Plano de Mineração Nacional e os impactos sociais no Brasil. Entrevista com Rodrigo Salles Pereira dos Santos
“No que diz respeito aos efeitos socioambientais, a mineração vincula, em geral, uma disputa acerca de bens comuns, como o patrimônio cultural e histórico, o solo, o ar e, principalmente, a água”, pondera o professor.
Uma das principais molas propulsoras da economia dos países em desenvolvimento, sobretudo os que compõem o Brics (Brasil, Rússia, Índia, China e África do Sul), é a industrialização e exportação de bens de consumo. O Brasil exerce papel importante nesse processo sendo um dos principais fornecedores de commodities, principalmente para indústria automobilística da China e da Índia, e para tanto, na avaliação do professor, tem centrado a economia na perspectiva da exploração ambiental. “Ademais, no contexto específico do boom das commodities e, portanto, da ampliação dos estímulos à atividade, a mineração opera como força centrípeta, fazendo girar em torno de si os investimentos econômicos no território”, avalia Rodrigo Salles Pereira dos Santos, em entrevista concedida por email para a IHU On-Line.
O Plano de Mineração Nacional 2030 prevê um aumento de até cinco vezes no processo de mineração no território brasileiro. “Em realidade, a principal consequência da aposta do Estado brasileiro na indústria extrativa mineral é o reforço da dependência externa da economia nacional, tornando-a vulnerável às oscilações de processos de desenvolvimento econômico externos e, especificamente, do boom econômico chinês”, destaca o professor, ressaltando que o plano de mineração causa uma dependência do Brasil à economia externa.
Rodrigo Salles Pereira dos Santos é professor adjunto da Universidade Federal de Juiz de Fora – UFJF, formado em Ciência Sociais e com mestrado e doutorado em Antropologia e Sociologia pela Universidade Federal do Rio de Janeiro. Também se pós-graduou na School of Social Sciences, Cardiff University. É um dos autores do livro Guia de Economia Solidária – ou porque não organizar cooperativas para populações carentes.
Confira a entrevista.
IHU On-Line – Como hoje é feita a exploração mineral no Brasil?
Rodrigo Salles Pereira dos Santos – A mineração é regida, no Brasil, pelo Código Mineral instituído por meio do Decreto-lei n. 227 de 1967, e por instrumentos legislativos complementares. O Departamento Nacional de Produção Mineral – DNPM é o responsável pela outorga de autorização de pesquisa (exploração), com validade entre 1 e 3 anos. Já o Ministério de Minas e Energia – MME se responsabiliza diretamente pela autorização de lavra (explotação), que não possui prazo de expiração.
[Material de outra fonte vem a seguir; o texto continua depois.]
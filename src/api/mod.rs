//! Sensorhub REST API
//!
//! HTTP API layer for sensorhub, built with Axum.
//!
//! # Endpoints
//!
//! ## Metrics
//! - `GET /api/metrics/latest` - Latest snapshot `{t, h, p, s}`
//! - `GET /api/metrics/history/:key` - History for `t`, `h` or `p`
//!
//! ## Commands
//! - `POST /api/cmd` - Switch the device `{"action": "on" | "off"}`
//!
//! ## Health
//! - `GET /health/live` - Liveness probe
//! - `GET /health/ready` - Readiness probe
//! - `GET /health` - Full health status
//!
//! ## WebSocket
//! - `GET /ws` - Live telemetry stream
//!
//! # Example
//!
//! ```rust,ignore
//! use sensorhub::api::{serve, ApiConfig, AppState};
//!
//! let state = AppState::new(store, hub, commands, ingest_stats, ApiConfig::default());
//! serve(state, &ApiConfig::default()).await?;
//! ```

pub mod dto;
pub mod error;
pub mod routes;
pub mod state;

pub use error::{ApiError, ApiResult};
pub use state::{ApiConfig, AppState};

use axum::{
    http::HeaderValue,
    routing::{get, post},
    Router,
};
use std::sync::Arc;
use tower_http::{
    cors::{AllowOrigin, Any, CorsLayer},
    trace::TraceLayer,
};

use crate::websocket::websocket_handler;

/// Build the API router with all routes and middleware
pub fn build_router(state: AppState) -> Router {
    let api_routes = Router::new()
        .route("/metrics/latest", get(routes::metrics::latest))
        .route("/metrics/history/:key", get(routes::metrics::history))
        .route("/cmd", post(routes::command::send_command));

    let health_routes = Router::new()
        .route("/live", get(routes::health::liveness))
        .route("/ready", get(routes::health::readiness))
        .route("/", get(routes::health::full_health));

    let cors = cors_layer(&state.config.cors_origins);
    let shared_state = Arc::new(state);

    Router::new()
        .nest("/api", api_routes)
        .nest("/health", health_routes)
        .route("/ws", get(websocket_handler))
        .layer(TraceLayer::new_for_http())
        .layer(cors)
        .with_state(shared_state)
}

/// Permissive when no origins are configured
fn cors_layer(origins: &[String]) -> CorsLayer {
    if origins.is_empty() {
        return CorsLayer::permissive();
    }

    let allowed: Vec<HeaderValue> = origins
        .iter()
        .filter_map(|origin| match origin.parse::<HeaderValue>() {
            Ok(value) => Some(value),
            Err(_) => {
                tracing::warn!(origin = %origin, "Ignoring invalid CORS origin");
                None
            }
        })
        .collect();

    CorsLayer::new()
        .allow_origin(AllowOrigin::list(allowed))
        .allow_methods(Any)
        .allow_headers(Any)
}

/// Start the API server
pub async fn serve(state: AppState, config: &ApiConfig) -> Result<(), ApiError> {
    let router = build_router(state);

    let addr = config.addr();
    let listener = tokio::net::TcpListener::bind(&addr).await?;

    tracing::info!("Sensorhub API listening on {}", addr);

    axum::serve(listener, router)
        .with_graceful_shutdown(shutdown_signal())
        .await
        .map_err(|e| ApiError::Internal(format!("Server error: {}", e)))?;

    tracing::info!("Sensorhub API shut down gracefully");
    Ok(())
}

/// Wait for shutdown signal
async fn shutdown_signal() {
    let ctrl_c = async {
        if let Err(e) = tokio::signal::ctrl_c().await {
            tracing::error!(error = %e, "Failed to install Ctrl+C handler");
            std::future::pending::<()>().await;
        }
    };

    #[cfg(unix)]
    let terminate = async {
        match tokio::signal::unix::signal(tokio::signal::unix::SignalKind::terminate()) {
            Ok(mut signal) => {
                signal.recv().await;
            }
            Err(e) => {
                tracing::error!(error = %e, "Failed to install SIGTERM handler");
                std::future::pending::<()>().await;
            }
        }
    };

    #[cfg(not(unix))]
    let terminate = std::future::pending::<()>();

    tokio::select! {
        _ = ctrl_c => {},
        _ = terminate => {},
    }

    tracing::info!("Shutdown signal received, starting graceful shutdown");
}

#[cfg(test)]
mod tests {
    use super::*;
    use crate::command::{BrokerLink, CommandError, CommandPublisher};
    use crate::ingest::IngestStats;
    use crate::store::{MetricKey, MetricStore, StoreConfig};
    use crate::websocket::ConnectionHub;
    use async_trait::async_trait;
    use axum::{
        body::Body,
        http::{Request, StatusCode},
        response::Response,
    };
    use std::sync::Mutex;
    use tower::util::ServiceExt;

    #[derive(Default)]
    struct RecordingLink {
        published: Mutex<Vec<String>>,
    }

    #[async_trait]
    impl BrokerLink for RecordingLink {
        async fn publish_text(&self, _topic: &str, payload: String) -> Result<(), CommandError> {
            self.published.lock().unwrap().push(payload);
            Ok(())
        }
    }

    struct TestApp {
        router: Router,
        store: Arc<MetricStore>,
        link: Arc<RecordingLink>,
        stats: Arc<IngestStats>,
    }

    fn create_test_app() -> TestApp {
        let store = Arc::new(MetricStore::new(StoreConfig::new(5)));
        let hub = Arc::new(ConnectionHub::default());
        let link = Arc::new(RecordingLink::default());
        let commands = Arc::new(CommandPublisher::new(
            Arc::clone(&link) as Arc<dyn BrokerLink>,
            "/TEF/device001/cmd",
            "device001",
        ));
        let stats = Arc::new(IngestStats::new());

        let state = AppState::new(
            Arc::clone(&store),
            hub,
            commands,
            Arc::clone(&stats),
            ApiConfig::default(),
        );

        TestApp {
            router: build_router(state),
            store,
            link,
            stats,
        }
    }

    async fn get(router: Router, uri: &str) -> Response {
        router
            .oneshot(Request::builder().uri(uri).body(Body::empty()).unwrap())
            .await
            .unwrap()
    }

    async fn post_json(router: Router, uri: &str, body: &str) -> Response {
        router
            .oneshot(
                Request::builder()
                    .method("POST")
                    .uri(uri)
                    .header("Content-Type", "application/json")
                    .body(Body::from(body.to_string()))
                    .unwrap(),
            )
            .await
            .unwrap()
    }

    async fn json_body(response: Response) -> serde_json::Value {
        let bytes = axum::body::to_bytes(response.into_body(), usize::MAX)
            .await
            .unwrap();
        serde_json::from_slice(&bytes).unwrap()
    }

    #[tokio::test]
    async fn test_health_live() {
        let app = create_test_app();
        let response = get(app.router, "/health/live").await;
        assert_eq!(response.status(), StatusCode::OK);
    }

    #[tokio::test]
    async fn test_health_ready_follows_broker_link() {
        let app = create_test_app();

        let response = get(app.router.clone(), "/health/ready").await;
        assert_eq!(response.status(), StatusCode::SERVICE_UNAVAILABLE);

        app.stats.set_connected(true);
        let response = get(app.router, "/health/ready").await;
        assert_eq!(response.status(), StatusCode::OK);
    }

    #[tokio::test]
    async fn test_health_full() {
        let app = create_test_app();
        app.store
            .record_metric_at(MetricKey::Humidity, "40", 1)
            .await;

        let response = get(app.router, "/health").await;
        assert_eq!(response.status(), StatusCode::OK);

        let json = json_body(response).await;
        assert_eq!(json["status"], "degraded");
        assert_eq!(json["broker"], "disconnected");
        assert_eq!(json["viewers"], 0);
        assert_eq!(json["series"]["capacity"], 5);
        assert_eq!(json["series"]["h"], 1);
    }

    #[tokio::test]
    async fn test_latest_empty() {
        let app = create_test_app();

        let response = get(app.router, "/api/metrics/latest").await;
        assert_eq!(response.status(), StatusCode::OK);
        assert_eq!(
            json_body(response).await,
            serde_json::json!({"t": null, "h": null, "p": null, "s": null})
        );
    }

    #[tokio::test]
    async fn test_latest_after_ingest() {
        let app = create_test_app();
        app.store
            .record_metric_at(MetricKey::Temperature, "21.5", 100)
            .await;
        app.store.record_state_at("s|on", 101).await;

        let json = json_body(get(app.router, "/api/metrics/latest").await).await;
        assert_eq!(json["t"], serde_json::json!({"ts": 100, "value": 21.5}));
        assert_eq!(json["s"], serde_json::json!({"ts": 101, "value": "s|on"}));
        assert!(json["p"].is_null());
    }

    #[tokio::test]
    async fn test_history_oldest_first() {
        let app = create_test_app();
        for (ts, raw) in [(1, "10"), (2, "11"), (3, "12")] {
            app.store.record_metric_at(MetricKey::Light, raw, ts).await;
        }

        let response = get(app.router, "/api/metrics/history/p").await;
        assert_eq!(response.status(), StatusCode::OK);
        assert_eq!(
            json_body(response).await,
            serde_json::json!([
                {"ts": 1, "value": 10.0},
                {"ts": 2, "value": 11.0},
                {"ts": 3, "value": 12.0}
            ])
        );
    }

    #[tokio::test]
    async fn test_history_empty_series() {
        let app = create_test_app();
        let response = get(app.router, "/api/metrics/history/t").await;
        assert_eq!(response.status(), StatusCode::OK);
        assert_eq!(json_body(response).await, serde_json::json!([]));
    }

    #[tokio::test]
    async fn test_history_invalid_key() {
        let app = create_test_app();

        let response = get(app.router, "/api/metrics/history/x").await;
        assert_eq!(response.status(), StatusCode::BAD_REQUEST);

        let json = json_body(response).await;
        assert_eq!(json["error"]["code"], "INVALID_KEY");
        assert!(json["request_id"].is_string());
    }

    #[tokio::test]
    async fn test_history_rejects_long_names() {
        let app = create_test_app();
        app.store
            .record_metric_at(MetricKey::Temperature, "21.5", 1)
            .await;

        for uri in [
            "/api/metrics/history/temperature",
            "/api/metrics/history/humidity",
            "/api/metrics/history/light",
        ] {
            let response = get(app.router.clone(), uri).await;
            assert_eq!(response.status(), StatusCode::BAD_REQUEST, "uri: {uri}");
            assert_eq!(json_body(response).await["error"]["code"], "INVALID_KEY");
        }
    }

    #[tokio::test]
    async fn test_command_on() {
        let app = create_test_app();

        let response = post_json(app.router, "/api/cmd", r#"{"action": "on"}"#).await;
        assert_eq!(response.status(), StatusCode::OK);
        assert_eq!(json_body(response).await, serde_json::json!({"ok": true}));
        assert_eq!(
            *app.link.published.lock().unwrap(),
            vec!["device001@on|".to_string()]
        );
    }

    #[tokio::test]
    async fn test_command_invalid_action() {
        let app = create_test_app();

        let response = post_json(app.router, "/api/cmd", r#"{"action": "toggle"}"#).await;
        assert_eq!(response.status(), StatusCode::BAD_REQUEST);
        assert_eq!(json_body(response).await["error"]["code"], "INVALID_ACTION");
        assert!(app.link.published.lock().unwrap().is_empty());
    }

    #[tokio::test]
    async fn test_command_padded_action_rejected() {
        let bodies = [
            r#"{"action": " on "}"#,
            r#"{"action": "off\n"}"#,
            r#"{"action": "ON"}"#,
        ];
        for body in bodies {
            let app = create_test_app();
            let response = post_json(app.router, "/api/cmd", body).await;
            assert_eq!(response.status(), StatusCode::BAD_REQUEST, "body: {body}");
            assert_eq!(json_body(response).await["error"]["code"], "INVALID_ACTION");
            assert!(app.link.published.lock().unwrap().is_empty());
        }
    }

    #[tokio::test]
    async fn test_command_missing_or_malformed() {
        for body in ["{}", "not json", r#"{"action": 1}"#] {
            let app = create_test_app();
            let response = post_json(app.router, "/api/cmd", body).await;
            assert_eq!(response.status(), StatusCode::BAD_REQUEST, "body: {body}");
            assert!(app.link.published.lock().unwrap().is_empty());
        }
    }
}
No Brasil, pessoas físicas ou jurídicas constituídas em território nacional podem requerer outorgas de pesquisa e de lavra que são, por sua vez, transferíveis a terceiros. Nesse sentido, uma crítica importante que vem sendo feita à forma atual da exploração e da explotação minerais no Brasil diz respeito à necessidade de maior regulação estatal (e não pública) do setor no sentido da ampliação da pesquisa e lavra – em detrimento de práticas especulativas de alienação das outorgas.
IHU On-Line – Quais os impactos sociais da mineração no país e quais as regiões que mais sofrem implicações sociais e ambientais? Qual é o custo/benefício desta atividade para as regiões que estão no entorno das minas?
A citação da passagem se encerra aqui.